▶ **What to produce**:
The word "WireDecode" appears in some lines of the records below; state how many lines, and nothing else.

━━━━━ Task input ━━━━━

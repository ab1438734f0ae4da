use bitx_codec::error::CodecError;
use bitx_common::ChainError;
use thiserror::Error;

#[derive(Debug, Error)]
pub enum ClientError {
    #[error("HTTP request failed: {0}")]
    Http(String),
    #[error("Transaction {0} not found")]
    NotFound(String),
    #[error("Fetched transaction reports id {got}, expected {expected}")]
    IdMismatch { expected: String, got: String },
    #[error("Response is not valid hex: {0}")]
    BadHex(String),
    #[error(transparent)]
    Codec(#[from] CodecError),
    #[error("Cache file I/O: {0}")]
    CacheIo(String),
    #[error("Cache file format: {0}")]
    CacheFormat(String),
}

impl From<ClientError> for ChainError {
    fn from(err: ClientError) -> Self {
        match err {
            ClientError::NotFound(txid) => ChainError::NotFound(txid),
            other => ChainError::Source(other.to_string()),
        }
    }
}
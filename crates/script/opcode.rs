//! Opcode byte values and names.

macro_rules! opcodes {
    ($($val:literal => $name:ident),* $(,)?) => {
        // Constants for each opcode.
        $(
            #[doc = concat!("The `", stringify!($val), "` (\"", stringify!($name), "\") opcode.")]
            pub const $name: u8 = $val;
        )*

        /// Maps each opcode to its name.
        pub const OPCODE_NAMES: [Option<&'static str>; 256] = {
            let mut map = [None; 256];
            let mut prev: u8 = 0;
            $(
                let val: u8 = $val;
                assert!(val == 0 || val > prev, "opcodes must be sorted in ascending order");
                prev = val;
                map[$val] = Some(stringify!($name));
            )*
            let _ = prev;
            map
        };
    };
}

opcodes! {
    0x00 => OP_0,

    0x4c => OP_PUSHDATA1,
    0x4d => OP_PUSHDATA2,
    0x4e => OP_PUSHDATA4,
    0x4f => OP_1NEGATE,

    0x51 => OP_1,
    0x52 => OP_2,
    0x53 => OP_3,
    0x54 => OP_4,
    0x55 => OP_5,
    0x56 => OP_6,
    0x57 => OP_7,
    0x58 => OP_8,
    0x59 => OP_9,
    0x5a => OP_10,
    0x5b => OP_11,
    0x5c => OP_12,
    0x5d => OP_13,
    0x5e => OP_14,
    0x5f => OP_15,
    0x60 => OP_16,

    0x61 => OP_NOP,
    0x63 => OP_IF,
    0x64 => OP_NOTIF,
    0x67 => OP_ELSE,
    0x68 => OP_ENDIF,
    0x69 => OP_VERIFY,
    0x6a => OP_RETURN,

    0x6b => OP_TOALTSTACK,
    0x6c => OP_FROMALTSTACK,
    0x6d => OP_2DROP,
    0x6e => OP_2DUP,
    0x6f => OP_3DUP,
    0x70 => OP_2OVER,
    0x71 => OP_2ROT,
    0x72 => OP_2SWAP,
    0x73 => OP_IFDUP,
    0x74 => OP_DEPTH,
    0x75 => OP_DROP,
    0x76 => OP_DUP,
    0x77 => OP_NIP,
    0x78 => OP_OVER,
    0x79 => OP_PICK,
    0x7a => OP_ROLL,
    0x7b => OP_ROT,
    0x7c => OP_SWAP,
    0x7d => OP_TUCK,

    0x82 => OP_SIZE,

    0x87 => OP_EQUAL,
    0x88 => OP_EQUALVERIFY,

    0x8b => OP_1ADD,
    0x8c => OP_1SUB,
    0x8f => OP_NEGATE,
    0x90 => OP_ABS,
    0x91 => OP_NOT,
    0x92 => OP_0NOTEQUAL,
    0x93 => OP_ADD,
    0x94 => OP_SUB,
    0x95 => OP_MUL,

    0x9a => OP_BOOLAND,
    0x9b => OP_BOOLOR,
    0x9c => OP_NUMEQUAL,
    0x9d => OP_NUMEQUALVERIFY,
    0x9e => OP_NUMNOTEQUAL,
    0x9f => OP_LESSTHAN,
    0xa0 => OP_GREATERTHAN,
    0xa1 => OP_LESSTHANOREQUAL,
    0xa2 => OP_GREATERTHANOREQUAL,
    0xa3 => OP_MIN,
    0xa4 => OP_MAX,
    0xa5 => OP_WITHIN,

    0xa6 => OP_RIPEMD160,
    0xa7 => OP_SHA1,
    0xa8 => OP_SHA256,
    0xa9 => OP_HASH160,
    0xaa => OP_HASH256,
    0xac => OP_CHECKSIG,
    0xad => OP_CHECKSIGVERIFY,
    0xae => OP_CHECKMULTISIG,
    0xaf => OP_CHECKMULTISIGVERIFY,

    0xb1 => OP_CHECKLOCKTIMEVERIFY,
    0xb2 => OP_CHECKSEQUENCEVERIFY,
}

/// The name of an opcode, if it has one.
pub fn name(op: u8) -> Option<&'static str> {
    OPCODE_NAMES[op as usize]
}
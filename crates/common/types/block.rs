//! Block headers, proof of work, and difficulty retargeting.
//!
//! A header is exactly 80 bytes. Every integer in it is little-endian
//! except `bits` and `nonce`, which the wire carries big-endian; the
//! previous-block and merkle-root hashes are byte-reversed between wire and
//! display order. Tests must keep covering the big-endian quirk.

use bytes::BufMut;
use num_bigint::BigUint;

use bitx_codec::{
    decode::WireDecode,
    encode::WireEncode,
    error::CodecError,
    structs::{Decoder, Encoder},
};
use bitx_crypto::hash::hash256;

use crate::utils::reverse32;

/// Seconds in the two-week retargeting window.
pub const TWO_WEEKS: u64 = 60 * 60 * 24 * 14;

/// The bits value of the minimum difficulty (the genesis target).
pub const LOWEST_BITS: u32 = 0xffff_001d;

/// Number of blocks between difficulty adjustments.
pub const RETARGET_INTERVAL: u32 = 2016;

#[derive(Debug, Clone, PartialEq, Eq)]
pub struct BlockHeader {
    pub version: u32,
    /// Hash of the previous block, display order.
    pub prev_block: [u8; 32],
    /// Merkle root of the block's transactions, display order.
    pub merkle_root: [u8; 32],
    pub timestamp: u32,
    /// Compact target. Stored as the big-endian interpretation of the four
    /// wire bytes, so the exponent is the low byte.
    pub bits: u32,
    pub nonce: u32,
}

impl BlockHeader {
    /// Parses an 80-byte header off the front of `buf`.
    pub fn parse(buf: &[u8]) -> Result<(Self, &[u8]), CodecError> {
        Self::decode_unfinished(buf)
    }

    pub fn serialize(&self) -> Vec<u8> {
        self.encode_to_vec()
    }

    /// The block hash in display order.
    pub fn hash(&self) -> [u8; 32] {
        reverse32(&hash256(&self.serialize()))
    }

    pub fn id(&self) -> String {
        hex::encode(self.hash())
    }

    /// BIP 9 readiness: the top three version bits are 001.
    pub fn bip9(&self) -> bool {
        self.version >> 29 == 0b001
    }

    /// BIP 91 signaling: version bit 4.
    pub fn bip91(&self) -> bool {
        self.version >> 4 & 1 == 1
    }

    /// BIP 141 (SegWit) signaling: version bit 1.
    pub fn bip141(&self) -> bool {
        self.version >> 1 & 1 == 1
    }

    /// The proof-of-work threshold this header's bits encode.
    pub fn target(&self) -> BigUint {
        bits_to_target(self.bits)
    }

    /// How many times harder than the minimum difficulty this target is.
    pub fn difficulty(&self) -> BigUint {
        bits_to_target(LOWEST_BITS) / self.target()
    }

    /// Whether the header hash clears its own target.
    pub fn check_pow(&self) -> bool {
        let proof = BigUint::from_bytes_be(&self.hash());
        proof < self.target()
    }

    /// Whether the given display-order txids produce this header's merkle
    /// root. The tree is computed over wire-order hashes.
    pub fn validate_merkle_root(&self, txids: &[[u8; 32]]) -> bool {
        let leaves: Vec<[u8; 32]> = txids.iter().map(reverse32).collect();
        match crate::merkle::merkle_root(&leaves) {
            Some(root) => reverse32(&root) == self.merkle_root,
            None => false,
        }
    }
}

impl WireEncode for BlockHeader {
    fn encode(&self, buf: &mut dyn BufMut) {
        Encoder::new(buf)
            .encode_field(&self.version)
            .encode_field(&reverse32(&self.prev_block))
            .encode_field(&reverse32(&self.merkle_root))
            .encode_field(&self.timestamp)
            // bits and nonce keep their historical big-endian order.
            .encode_raw(&self.bits.to_be_bytes())
            .encode_raw(&self.nonce.to_be_bytes())
            .finish();
    }
}

impl WireDecode for BlockHeader {
    fn decode_unfinished(buf: &[u8]) -> Result<(Self, &[u8]), CodecError> {
        let decoder = Decoder::new(buf);
        let (version, decoder) = decoder.decode_field("version")?;
        let (wire_prev, decoder) = decoder.decode_field::<[u8; 32]>("prev_block")?;
        let (wire_merkle, decoder) = decoder.decode_field::<[u8; 32]>("merkle_root")?;
        let (timestamp, decoder) = decoder.decode_field("timestamp")?;
        let (bits_bytes, decoder) = decoder.decode_field::<[u8; 4]>("bits")?;
        let (nonce_bytes, decoder) = decoder.decode_field::<[u8; 4]>("nonce")?;
        Ok((
            Self {
                version,
                prev_block: reverse32(&wire_prev),
                merkle_root: reverse32(&wire_merkle),
                timestamp,
                bits: u32::from_be_bytes(bits_bytes),
                nonce: u32::from_be_bytes(nonce_bytes),
            },
            decoder.finish(),
        ))
    }
}

/// Expands a compact bits value into the 256-bit target:
/// `coefficient * 256^(exponent - 3)`, with the exponent in the low byte and
/// the coefficient little-endian in the high three.
pub fn bits_to_target(bits: u32) -> BigUint {
    let bytes = bits.to_be_bytes();
    let exponent = u32::from(bytes[3]);
    let coefficient = BigUint::from(u32::from_le_bytes([bytes[0], bytes[1], bytes[2], 0]));
    if exponent >= 3 {
        coefficient << (8 * (exponent - 3))
    } else {
        coefficient >> (8 * (3 - exponent))
    }
}

/// Compresses a target back into compact bits: strip leading zeros, pad a
/// zero byte back in when the top bit is set (the compact form is signed),
/// and keep the top three bytes as the coefficient.
pub fn target_to_bits(target: &BigUint) -> u32 {
    let raw = target.to_bytes_be();
    let raw = match raw.as_slice() {
        // BigUint serializes zero as a single zero byte.
        [0] => &[][..],
        bytes => bytes,
    };

    let (exponent, coefficient) = if raw.first().is_some_and(|&b| b > 0x7f) {
        (raw.len() + 1, [0x00, raw[0], *raw.get(1).unwrap_or(&0)])
    } else {
        (
            raw.len(),
            [
                *raw.first().unwrap_or(&0),
                *raw.get(1).unwrap_or(&0),
                *raw.get(2).unwrap_or(&0),
            ],
        )
    };
    u32::from_be_bytes([
        coefficient[2],
        coefficient[1],
        coefficient[0],
        exponent as u8,
    ])
}

/// The retargeting rule: scale the previous target by the observed block
/// time of the 2016-block window, clamped to [half a week, eight weeks],
/// against the two-week ideal.
pub fn calculate_new_bits(prev_bits: u32, time_differential: u64) -> u32 {
    let time_differential = time_differential.clamp(TWO_WEEKS / 4, TWO_WEEKS * 4);
    let new_target = bits_to_target(prev_bits) * time_differential / TWO_WEEKS;
    target_to_bits(&new_target)
}
//! Base58 and Base58Check encodings.
//!
//! Base58 is base-conversion of the input magnitude into a 58-character
//! alphabet that omits the easily-confused 0/O and I/l, with leading zero
//! bytes preserved as leading '1' characters. Base58Check appends the first
//! four bytes of the double-SHA-256 of the payload as a checksum before
//! encoding.

use num_bigint::BigUint;
use num_traits::Zero;

use super::{error::CryptoError, hash::hash256};

const ALPHABET: &[u8; 58] = b"123456789ABCDEFGHJKLMNPQRSTUVWXYZabcdefghijkmnopqrstuvwxyz";

pub fn encode(payload: &[u8]) -> String {
    let leading_zeros = payload.iter().take_while(|&&b| b == 0).count();

    let mut num = BigUint::from_bytes_be(payload);
    let base = BigUint::from(58u8);
    let mut digits = Vec::new();
    while !num.is_zero() {
        let rem = (&num % &base)
            .iter_u32_digits()
            .next()
            .unwrap_or(0) as usize;
        digits.push(ALPHABET[rem]);
        num /= &base;
    }

    let mut out = Vec::with_capacity(leading_zeros + digits.len());
    out.extend(std::iter::repeat_n(b'1', leading_zeros));
    out.extend(digits.iter().rev());
    // The alphabet is ASCII, so the bytes are valid UTF-8.
    String::from_utf8(out).expect("base58 alphabet is ASCII")
}

pub fn decode(s: &str) -> Result<Vec<u8>, CryptoError> {
    let leading_ones = s.bytes().take_while(|&b| b == b'1').count();

    let base = BigUint::from(58u8);
    let mut num = BigUint::zero();
    for c in s.chars() {
        let digit = ALPHABET
            .iter()
            .position(|&a| a as char == c)
            .ok_or(CryptoError::BadBase58(c))?;
        num = &num * &base + BigUint::from(digit);
    }

    let mut out = vec![0u8; leading_ones];
    if !num.is_zero() {
        out.extend(num.to_bytes_be());
    }
    Ok(out)
}

/// Base58 with a 4-byte double-SHA-256 checksum appended to the payload.
pub fn encode_check(payload: &[u8]) -> String {
    let checksum = &hash256(payload)[..4];
    let mut with_checksum = Vec::with_capacity(payload.len() + 4);
    with_checksum.extend_from_slice(payload);
    with_checksum.extend_from_slice(checksum);
    encode(&with_checksum)
}

/// Decodes a Base58Check string, verifying and stripping the checksum.
pub fn decode_check(s: &str) -> Result<Vec<u8>, CryptoError> {
    let decoded = decode(s)?;
    if decoded.len() < 4 {
        return Err(CryptoError::BadChecksum);
    }
    let (payload, checksum) = decoded.split_at(decoded.len() - 4);
    if &hash256(payload)[..4] != checksum {
        return Err(CryptoError::BadChecksum);
    }
    Ok(payload.to_vec())
}

#[cfg(test)]
mod tests {
    use super::*;
    use hex_literal::hex;

    #[test]
    fn encode_known_vectors() {
        assert_eq!(
            encode(&hex!(
                "7c076ff316692a3d7eb3c3bb0f8b1488cf72e1afcd929e29307032997a838a3d"
            )),
            "9MA8fRQrT4u8Zj8ZRd6MAiiyaxb2Y1CMpvVkHQu5hVM6"
        );
        assert_eq!(
            encode(&hex!(
                "eff69ef2b1bd93a66ed5219add4fb51e11a840f404876325a1e8ffe0529a2c"
            )),
            "4fE3H2E6XMp4SsxtwinF7w9a34ooUrwWe4WsW1458Pd"
        );
        assert_eq!(
            encode(&hex!(
                "c7207fee197d27c618aea621406f6bf5ef6fca38681d82b2f06fddbdce6feab6"
            )),
            "EQJsjkd6JaGwxrjEhfeqPenqHwrBmPQZjJGNSCHBkcF7"
        );
    }

    #[test]
    fn leading_zeros_become_ones() {
        assert_eq!(encode(&[0, 0, 1]), "112");
        assert_eq!(decode("112").unwrap(), vec![0, 0, 1]);
    }

    #[test]
    fn decode_rejects_bad_characters() {
        assert_eq!(decode("0abc"), Err(CryptoError::BadBase58('0')));
        assert_eq!(decode("Il"), Err(CryptoError::BadBase58('I')));
    }

    #[test]
    fn check_roundtrip() {
        let payload = hex!("6f74d691da1574e6b3c192ecfb52cc8984ee7b6c56");
        let encoded = encode_check(&payload);
        assert_eq!(decode_check(&encoded).unwrap(), payload);
    }

    #[test]
    fn check_rejects_corruption() {
        let payload = hex!("6f74d691da1574e6b3c192ecfb52cc8984ee7b6c56");
        let mut encoded = encode_check(&payload).into_bytes();
        // Flip one digit of the body.
        encoded[5] = if encoded[5] == b'2' { b'3' } else { b'2' };
        let corrupted = String::from_utf8(encoded).unwrap();
        assert_eq!(decode_check(&corrupted), Err(CryptoError::BadChecksum));
    }

    #[test]
    fn mainnet_address_payload() {
        // Version byte 0x00 keeps its leading '1' in the address.
        let payload = hex!("00f54a5851e9372b87810a8e60cdd2e7cfd80b6e31");
        assert_eq!(encode_check(&payload), "1PMycacnJaSqwwJqjawXBErnLsZ7RkXUAs");
    }
}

━━━━━

▶ **Exercise result**:
2